Möchte mich auch mal äußern. Fahre seit einer Woche eine WME 629.
Muss sagen, klasse Bike, macht einfach Spaß.


----------



## wooky123 (14. September 2018)

Hallo, passt ein float x2 beim 29er wme rein? Wie fährt es sich im Vergleich zu den vergleichbaren Kandidaten?


----------



## MTB-News.de




----------



## onkel_c (19. September 2018)

das müsstest du mal präzisieren!
was wären vergleichbare kandidaten?
was beinhaltet fahren?

ich fahre mit dpx2. der hat einen angepassten dämpfertune. auch der x2, sollte er passen, müsste auf die kinematik angepasst werden.
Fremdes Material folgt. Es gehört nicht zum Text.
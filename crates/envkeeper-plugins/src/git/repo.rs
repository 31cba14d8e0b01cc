//! Working copy queries

use crate::error::Result;
use crate::git::command::{git, git_stdout};
use camino::{Utf8Path, Utf8PathBuf};
use tracing::debug;

/// Whether `path` is the top level of a git working copy
///
/// A plain subdirectory of some enclosing repository does not count.
pub async fn is_repository(path: &Utf8Path) -> Result<bool> {
    if !path.is_dir() {
        return Ok(false);
    }

    let output = git(path, &["rev-parse", "--show-toplevel"]).await?;
    if !output.status.success() {
        return Ok(false);
    }

    let toplevel = String::from_utf8_lossy(&output.stdout).trim().to_string();
    let toplevel = Utf8PathBuf::from(toplevel).canonicalize_utf8()?;
    let path = path.canonicalize_utf8()?;

    debug!("Top level of {} is {}", path, toplevel);
    Ok(toplevel == path)
}

/// Whether the working copy has no staged, unstaged or untracked changes
pub async fn is_clean(path: &Utf8Path) -> Result<bool> {
    let status = git_stdout(path, &["status", "--porcelain"]).await?;
    Ok(status.is_empty())
}

/// URL of the named remote, `None` when it is not configured
pub async fn remote_url(path: &Utf8Path, name: &str) -> Result<Option<String>> {
    let output = git(path, &["remote", "get-url", name]).await?;

    if !output.status.success() {
        return Ok(None);
    }

    Ok(Some(
        String::from_utf8_lossy(&output.stdout).trim().to_string(),
    ))
}
//! Audio device enumeration record.

use serde::{Deserialize, Serialize};

/// Audio devices attached to the host at enumeration time.
///
/// Names are opaque strings from the platform audio layer; uniqueness is
/// not guaranteed. Empty lists are a legitimate result (no devices
/// present), distinct from an enumeration failure.
#[derive(Debug, Clone, Default, PartialEq, Eq, Serialize, Deserialize)]
#[serde(rename_all = "camelCase")]
pub struct AudioDevices {
    /// Input (capture) device names.
    pub inputs: Vec<String>,
    /// Output (playback) device names.
    pub outputs: Vec<String>,
    /// Name of the system default input device, if the platform reports one.
    pub default_input: Option<String>,
    /// Name of the system default output device, if the platform reports one.
    pub default_output: Option<String>,
}

#[cfg(test)]
mod tests {
    use super::*;

    #[test]
    fn default_is_empty_with_no_defaults() {
        let devices = AudioDevices::default();
        assert!(devices.inputs.is_empty());
        assert!(devices.outputs.is_empty());
        assert!(devices.default_input.is_none());
        assert!(devices.default_output.is_none());
    }

    #[test]
    fn serializes_camel_case() {
        let devices = AudioDevices {
            inputs: vec![],
            outputs: vec!["Built-in Output".to_string()],
            default_input: None,
            default_output: Some("Built-in Output".to_string()),
        };

        let json = serde_json::to_value(devices).unwrap();
        assert!(json["inputs"].as_array().unwrap().is_empty());
        assert_eq!(json["defaultOutput"], "Built-in Output");
        assert!(json["defaultInput"].is_null());
    }
}
//! Local host adapters for hostscope.
//!
//! Production implementations of the `hostscope-core` ports:
//!
//! - [`HostProbe`]: system snapshot via `sysinfo`
//! - [`CpalAudioEnumerator`]: audio device discovery via `cpal`
//! - [`PlatformCameraEnumerator`]: camera discovery via the platform's
//!   probe facility (`system_profiler`, CIM, sysfs)
//!
//! Every adapter re-reads the host on each call; nothing here holds state.

pub mod audio;
pub mod camera;
pub mod gpu;
pub mod system;

pub use audio::CpalAudioEnumerator;
pub use camera::PlatformCameraEnumerator;
pub use system::HostProbe;
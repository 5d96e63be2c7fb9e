//! Host snapshot records: OS identity, CPU, memory, uptime, interfaces.

use serde::{Deserialize, Serialize};

/// A network interface with its cumulative traffic counters.
///
/// Counters are monotonic for the lifetime of the host's network stack;
/// this system never resets them.
#[derive(Debug, Clone, PartialEq, Eq, Serialize, Deserialize)]
#[serde(rename_all = "camelCase")]
pub struct NetworkInterface {
    /// Interface name as reported by the OS (e.g. `"en0"`, `"eth0"`).
    pub name: String,
    /// Cumulative bytes received since the interface came up.
    pub received: u64,
    /// Cumulative bytes transmitted since the interface came up.
    pub transmitted: u64,
}

/// A display adapter visible to the OS.
#[derive(Debug, Clone, PartialEq, Eq, Serialize, Deserialize)]
#[serde(rename_all = "camelCase")]
pub struct GpuDevice {
    /// Adapter model name.
    pub name: String,
    /// Vendor string, `"Unknown"` when the platform does not report one.
    pub vendor: String,
    /// Human-readable VRAM size, if the platform reports it.
    pub vram: Option<String>,
}

/// Point-in-time snapshot of static and dynamic host facts.
///
/// Fields the platform cannot determine are `None`, never a sentinel.
/// The `used ≤ total` relations are reported as measured, not enforced:
/// a violation indicates a measurement race on the host, not invalid data.
#[derive(Debug, Clone, PartialEq, Serialize, Deserialize)]
#[serde(rename_all = "camelCase")]
pub struct SystemInfo {
    /// OS name (e.g. `"macOS"`, `"Ubuntu"`).
    pub os_name: Option<String>,
    /// Host name.
    pub hostname: Option<String>,
    /// Kernel version string.
    pub kernel_version: Option<String>,
    /// OS version string.
    pub os_version: Option<String>,
    /// CPU brand string; may be empty when the platform reports none.
    pub cpu_brand: String,
    /// Physical core count, when the platform can determine it.
    pub cpu_physical_cores: Option<usize>,
    /// Logical core count.
    pub cpu_logical_cores: usize,
    /// Target architecture (e.g. `"aarch64"`, `"x86_64"`).
    pub cpu_arch: String,
    /// Total memory in kilobytes.
    pub total_memory_kb: u64,
    /// Used memory in kilobytes.
    pub used_memory_kb: u64,
    /// Total swap in kilobytes.
    pub total_swap_kb: u64,
    /// Used swap in kilobytes.
    pub used_swap_kb: u64,
    /// Seconds since boot (process-independent).
    pub uptime_secs: u64,
    /// All visible network interfaces, ordered by name.
    pub interfaces: Vec<NetworkInterface>,
    /// Display adapters; empty when detection is unavailable on this host.
    pub gpus: Vec<GpuDevice>,
}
das rad ist erst mal recht leicht verglichen mit vielen kandidaten am markt. meins ist race ready 13,3kg mit pedale und mit brauchbaren reifen! mit dd oder sg karkasse kommen ca.300-400gramm on top. dies nur als orientierung, da hier die vorlieben doch recht weit auseinander liegen. reifen unter 900-950gramm kommen mir eh nicht an solch ein bike!

geo: ist recht moderat, vielleicht auf dem ersten blick etwas oldschool, ABER das ist kein nachteil. dazu später mehr...#
kletterverhalten: sehr gut bis top. mit plattform absoluter höhenmeterfresser. ich fahre viele höhenmeter selbst!
bergabperformance: mit auf die kinematik ausgelegtem dämpfer sehr gut. kann meiner meinung nach mit den meisten aktuellen bikes am markt problemlos mithalten! geringe abstriche siedel ich mal im bereich der härtesten ews stages an. da performt das ein oder andere bike vermutlich besser, aber auch nur wenn es richtig deftig bergab geht. 
kurvenverhalten/beschleunigung: on top. erstens dank der geo, zweitens aufgrund des gewichtes und drittens weil sich das bike exzellent beschleunigen lässt. gerade auf engen singletrails ist es eine 'rakete'. geht es dann noch wellig daher, dann ist es eine echte spaßmaschine.
der lenkwinkel passt sehr gut, auch wenn ich eher flach bevorzuge. der radstand ist eher kürzer, was das handling in diesem bereich positiv beeinflusst.
enduro, oder am?: beides! ohne einschränkungen. das rad gibt laut bike test hinten 155mm frei. bei entsprechender endprogression des dämpfers nutzt man den fw komplett und hat so gut wie keine durchschläge. auch nicht bei entsprechenden jumps. wie gesagt, wird es ganz hart, dann rumpelt es auch mal ordentlich. ein komfortwunder ist es dann nicht. aber das entspricht auch nicht der ausrichtung von dem bike denke ich.

einschränkungen: ja. es wäre nicht mein rad für härtere bikepark sessions. da gibt es komfortablere. 

renntauglich (enduro): absolut. bin damit schon einige gefahren... das geht sehr gut.

zum schluß: understatement pur. ich vermute mal, es gibt nicht allzu viele leute die dem bike ansehen, was es kann. 
wer sich von den üblichen klischees frei machen kann ....

fahren heißt für mich: enduro orientiert. viele höhenmeter bergauf wie bergab. gern auch schnell. singletrails bevorzugt. natur vor gebaut.


----------



## wooky123 (20. September 2018)

Danke für die ausführliche Beschreibung.

Aktuell fahr ich ein Mondraker Foxy RR/XR, ist jetzt auch nicht unbedingt ein Kind von Traurigkeit, man kann es schon gut laufen lassen.
Mein Problem ist, dass ich die 140mm hinten sehr oft ausnutze und gerne etwas mehr Federweg hätte.
Würde bei Conway auch eher ein Large nehmen sonst ist der Umstieg von Mondraker vielleicht zu krass.

Wie schlägt sich das Conway im Vergleich zu Orbea Rallon, SC Hightower LT, Trek Slash?

Lt. Linkage... sollte die Kinematik sehr ähnlich dem Slash sein


----------



## Hammerschmidt (24. September 2018)

Hallo, im WME29 ist ein Rock Shoy Monarch mit Debon Air Kammer ohne Vol-Spacer verbaut. Was sollte am Dämpfer im Shimstack verändert werden um den Dämpfer besser auf die Kinematik abzustimmen. Hat damit jemand Erfahrung oder ein Tip.
Ziel wäre auf jedenfall das Ansprechverhalten etwas zu verbessern.
Danke für die Tips.


----------